* **EXERCISE DATA**

※

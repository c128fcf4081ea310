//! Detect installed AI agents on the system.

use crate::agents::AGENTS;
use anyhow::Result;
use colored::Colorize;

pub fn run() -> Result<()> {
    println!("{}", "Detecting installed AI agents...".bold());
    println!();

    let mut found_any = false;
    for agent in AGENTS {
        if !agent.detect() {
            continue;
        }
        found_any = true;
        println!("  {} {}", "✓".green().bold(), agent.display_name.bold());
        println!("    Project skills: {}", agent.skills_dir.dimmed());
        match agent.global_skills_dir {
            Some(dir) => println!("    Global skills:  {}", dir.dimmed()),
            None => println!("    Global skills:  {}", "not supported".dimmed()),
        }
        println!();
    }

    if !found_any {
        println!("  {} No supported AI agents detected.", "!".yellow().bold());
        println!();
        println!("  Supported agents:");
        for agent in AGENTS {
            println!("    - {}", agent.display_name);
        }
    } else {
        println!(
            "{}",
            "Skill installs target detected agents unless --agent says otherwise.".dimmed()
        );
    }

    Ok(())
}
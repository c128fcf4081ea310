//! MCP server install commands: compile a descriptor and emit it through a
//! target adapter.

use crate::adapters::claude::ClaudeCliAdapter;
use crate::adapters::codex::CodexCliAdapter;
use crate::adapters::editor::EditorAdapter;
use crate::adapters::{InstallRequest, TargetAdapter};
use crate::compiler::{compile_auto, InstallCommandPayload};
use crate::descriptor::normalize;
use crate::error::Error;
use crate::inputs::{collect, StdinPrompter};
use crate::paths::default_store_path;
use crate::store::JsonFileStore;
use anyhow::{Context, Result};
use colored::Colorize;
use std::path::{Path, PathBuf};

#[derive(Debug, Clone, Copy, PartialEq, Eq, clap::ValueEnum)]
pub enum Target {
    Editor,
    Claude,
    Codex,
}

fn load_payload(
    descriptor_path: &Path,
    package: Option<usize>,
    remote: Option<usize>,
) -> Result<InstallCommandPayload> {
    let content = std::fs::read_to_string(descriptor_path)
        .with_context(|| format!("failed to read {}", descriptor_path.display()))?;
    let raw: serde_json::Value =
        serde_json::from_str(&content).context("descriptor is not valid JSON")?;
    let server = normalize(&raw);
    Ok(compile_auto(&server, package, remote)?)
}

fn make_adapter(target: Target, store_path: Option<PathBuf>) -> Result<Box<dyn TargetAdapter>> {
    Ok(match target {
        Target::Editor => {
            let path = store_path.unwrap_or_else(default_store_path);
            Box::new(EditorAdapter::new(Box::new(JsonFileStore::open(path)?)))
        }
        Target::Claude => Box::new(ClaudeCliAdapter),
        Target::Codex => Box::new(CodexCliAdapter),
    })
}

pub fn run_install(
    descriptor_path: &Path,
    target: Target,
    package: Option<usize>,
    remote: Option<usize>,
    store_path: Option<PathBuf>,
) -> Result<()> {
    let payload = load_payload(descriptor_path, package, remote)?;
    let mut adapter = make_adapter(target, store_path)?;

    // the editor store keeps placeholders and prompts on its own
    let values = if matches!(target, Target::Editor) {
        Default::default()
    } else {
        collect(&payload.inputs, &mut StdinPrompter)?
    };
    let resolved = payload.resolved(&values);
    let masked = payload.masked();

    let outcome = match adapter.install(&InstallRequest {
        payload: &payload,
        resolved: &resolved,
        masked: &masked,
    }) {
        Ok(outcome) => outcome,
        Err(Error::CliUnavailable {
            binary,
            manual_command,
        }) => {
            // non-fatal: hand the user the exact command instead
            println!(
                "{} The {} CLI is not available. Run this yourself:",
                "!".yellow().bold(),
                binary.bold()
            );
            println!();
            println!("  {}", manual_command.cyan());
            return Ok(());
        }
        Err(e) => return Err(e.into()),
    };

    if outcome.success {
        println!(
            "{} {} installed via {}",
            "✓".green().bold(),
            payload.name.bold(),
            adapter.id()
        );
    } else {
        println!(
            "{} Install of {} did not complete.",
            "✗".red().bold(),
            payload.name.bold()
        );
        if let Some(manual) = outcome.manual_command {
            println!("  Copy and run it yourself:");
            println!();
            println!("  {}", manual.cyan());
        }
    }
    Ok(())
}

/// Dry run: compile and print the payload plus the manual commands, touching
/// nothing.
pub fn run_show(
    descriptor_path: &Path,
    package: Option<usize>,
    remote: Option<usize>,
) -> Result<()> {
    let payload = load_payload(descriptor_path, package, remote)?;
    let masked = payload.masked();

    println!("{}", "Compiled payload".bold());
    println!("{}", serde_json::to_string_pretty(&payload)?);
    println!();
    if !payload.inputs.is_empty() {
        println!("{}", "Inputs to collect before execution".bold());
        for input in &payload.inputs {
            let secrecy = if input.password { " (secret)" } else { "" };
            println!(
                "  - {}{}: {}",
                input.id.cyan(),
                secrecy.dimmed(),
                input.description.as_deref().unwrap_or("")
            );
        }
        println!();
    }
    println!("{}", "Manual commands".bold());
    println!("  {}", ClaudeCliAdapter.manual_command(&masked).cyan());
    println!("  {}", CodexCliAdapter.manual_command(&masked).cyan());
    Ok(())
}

※

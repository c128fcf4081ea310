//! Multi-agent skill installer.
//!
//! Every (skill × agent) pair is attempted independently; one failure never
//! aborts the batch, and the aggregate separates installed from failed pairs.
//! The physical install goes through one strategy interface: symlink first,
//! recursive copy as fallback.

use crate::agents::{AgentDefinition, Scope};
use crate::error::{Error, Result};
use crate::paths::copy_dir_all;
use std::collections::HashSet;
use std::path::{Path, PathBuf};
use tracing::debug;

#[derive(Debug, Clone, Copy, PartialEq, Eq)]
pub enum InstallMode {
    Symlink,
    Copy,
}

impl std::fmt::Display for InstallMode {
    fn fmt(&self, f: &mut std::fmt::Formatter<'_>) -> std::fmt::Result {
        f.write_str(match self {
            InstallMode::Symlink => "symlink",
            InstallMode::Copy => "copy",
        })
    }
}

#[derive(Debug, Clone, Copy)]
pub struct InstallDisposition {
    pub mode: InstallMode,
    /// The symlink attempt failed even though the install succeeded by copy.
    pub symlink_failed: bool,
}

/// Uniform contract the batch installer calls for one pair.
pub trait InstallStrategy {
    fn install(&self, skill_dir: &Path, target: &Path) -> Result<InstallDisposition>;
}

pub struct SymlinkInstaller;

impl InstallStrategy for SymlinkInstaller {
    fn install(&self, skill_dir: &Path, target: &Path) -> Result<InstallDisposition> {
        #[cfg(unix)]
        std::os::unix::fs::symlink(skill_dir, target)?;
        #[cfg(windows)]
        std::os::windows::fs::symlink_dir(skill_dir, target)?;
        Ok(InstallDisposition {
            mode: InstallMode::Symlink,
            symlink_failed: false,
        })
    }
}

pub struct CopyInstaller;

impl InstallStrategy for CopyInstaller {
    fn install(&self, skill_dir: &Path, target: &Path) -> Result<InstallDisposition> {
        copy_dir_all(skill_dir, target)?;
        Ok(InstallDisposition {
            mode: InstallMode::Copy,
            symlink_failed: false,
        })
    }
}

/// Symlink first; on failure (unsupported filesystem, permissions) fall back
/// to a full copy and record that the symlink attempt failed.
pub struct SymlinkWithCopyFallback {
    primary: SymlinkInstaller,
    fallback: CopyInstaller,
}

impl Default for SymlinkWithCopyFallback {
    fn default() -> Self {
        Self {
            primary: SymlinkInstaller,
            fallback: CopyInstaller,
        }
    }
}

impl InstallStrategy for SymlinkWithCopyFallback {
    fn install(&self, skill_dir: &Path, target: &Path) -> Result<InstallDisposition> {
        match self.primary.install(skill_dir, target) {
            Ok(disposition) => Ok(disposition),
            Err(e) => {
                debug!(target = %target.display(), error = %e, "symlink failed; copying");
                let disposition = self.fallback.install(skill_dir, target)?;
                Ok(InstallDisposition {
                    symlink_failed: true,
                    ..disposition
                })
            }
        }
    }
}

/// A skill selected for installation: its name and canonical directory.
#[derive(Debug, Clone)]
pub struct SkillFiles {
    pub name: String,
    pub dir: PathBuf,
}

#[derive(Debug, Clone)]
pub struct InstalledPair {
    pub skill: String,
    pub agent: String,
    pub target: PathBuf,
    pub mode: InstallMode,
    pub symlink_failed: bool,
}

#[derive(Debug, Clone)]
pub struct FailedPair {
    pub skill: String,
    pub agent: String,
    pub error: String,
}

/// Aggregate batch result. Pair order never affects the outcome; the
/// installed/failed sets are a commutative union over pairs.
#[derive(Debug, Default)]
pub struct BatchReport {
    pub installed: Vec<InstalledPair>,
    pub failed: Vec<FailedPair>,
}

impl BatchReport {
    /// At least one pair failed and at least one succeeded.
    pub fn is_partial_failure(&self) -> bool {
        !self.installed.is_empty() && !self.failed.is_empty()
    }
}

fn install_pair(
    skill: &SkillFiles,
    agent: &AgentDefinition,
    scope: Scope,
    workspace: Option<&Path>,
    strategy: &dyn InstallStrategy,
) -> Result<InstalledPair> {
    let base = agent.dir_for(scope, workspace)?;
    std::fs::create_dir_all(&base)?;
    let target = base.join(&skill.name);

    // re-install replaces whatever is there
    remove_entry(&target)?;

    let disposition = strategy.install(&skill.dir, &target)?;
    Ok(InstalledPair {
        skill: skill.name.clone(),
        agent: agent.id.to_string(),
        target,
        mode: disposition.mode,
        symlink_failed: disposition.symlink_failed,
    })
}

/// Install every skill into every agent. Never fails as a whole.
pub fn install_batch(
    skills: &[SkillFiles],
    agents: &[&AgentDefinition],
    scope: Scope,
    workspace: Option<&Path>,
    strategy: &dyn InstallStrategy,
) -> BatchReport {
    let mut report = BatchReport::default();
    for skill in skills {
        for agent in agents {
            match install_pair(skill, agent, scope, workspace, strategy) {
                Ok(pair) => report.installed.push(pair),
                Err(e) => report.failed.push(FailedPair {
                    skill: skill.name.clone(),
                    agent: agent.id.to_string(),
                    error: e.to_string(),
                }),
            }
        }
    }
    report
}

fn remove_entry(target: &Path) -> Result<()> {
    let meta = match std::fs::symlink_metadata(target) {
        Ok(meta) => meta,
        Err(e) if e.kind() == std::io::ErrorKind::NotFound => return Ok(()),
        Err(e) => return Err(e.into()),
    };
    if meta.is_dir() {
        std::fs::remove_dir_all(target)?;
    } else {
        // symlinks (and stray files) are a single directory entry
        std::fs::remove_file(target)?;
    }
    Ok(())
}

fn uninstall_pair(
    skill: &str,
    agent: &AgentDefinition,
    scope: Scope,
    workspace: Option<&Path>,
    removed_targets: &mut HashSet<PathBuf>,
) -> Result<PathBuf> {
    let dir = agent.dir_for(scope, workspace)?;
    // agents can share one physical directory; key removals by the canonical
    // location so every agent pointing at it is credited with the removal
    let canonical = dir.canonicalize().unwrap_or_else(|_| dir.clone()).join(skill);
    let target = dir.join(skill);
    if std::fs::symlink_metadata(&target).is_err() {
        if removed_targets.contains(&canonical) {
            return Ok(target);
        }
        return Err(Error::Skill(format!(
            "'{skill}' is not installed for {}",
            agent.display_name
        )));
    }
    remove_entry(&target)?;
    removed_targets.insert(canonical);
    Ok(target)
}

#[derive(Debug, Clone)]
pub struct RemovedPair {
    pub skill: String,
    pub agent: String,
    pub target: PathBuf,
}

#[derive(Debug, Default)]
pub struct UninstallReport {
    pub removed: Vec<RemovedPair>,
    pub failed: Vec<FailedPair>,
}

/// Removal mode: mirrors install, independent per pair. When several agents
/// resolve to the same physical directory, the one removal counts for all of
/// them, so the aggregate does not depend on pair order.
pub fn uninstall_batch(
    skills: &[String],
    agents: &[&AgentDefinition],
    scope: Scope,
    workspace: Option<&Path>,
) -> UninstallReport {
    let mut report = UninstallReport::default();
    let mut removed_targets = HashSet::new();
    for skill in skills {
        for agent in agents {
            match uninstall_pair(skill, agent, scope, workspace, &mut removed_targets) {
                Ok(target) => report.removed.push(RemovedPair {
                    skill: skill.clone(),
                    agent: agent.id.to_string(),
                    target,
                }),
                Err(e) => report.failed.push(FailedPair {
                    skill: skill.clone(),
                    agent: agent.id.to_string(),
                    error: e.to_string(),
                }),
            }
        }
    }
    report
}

※

* **TASK TO CARRY OUT**
Search the entries above for the string "pairs", and report each line where it occurs.

* **YOUR RESPONSE**
//! aborts the batch, and the aggregate separates installed from failed pairs.
/// installed/failed sets are a commutative union over pairs.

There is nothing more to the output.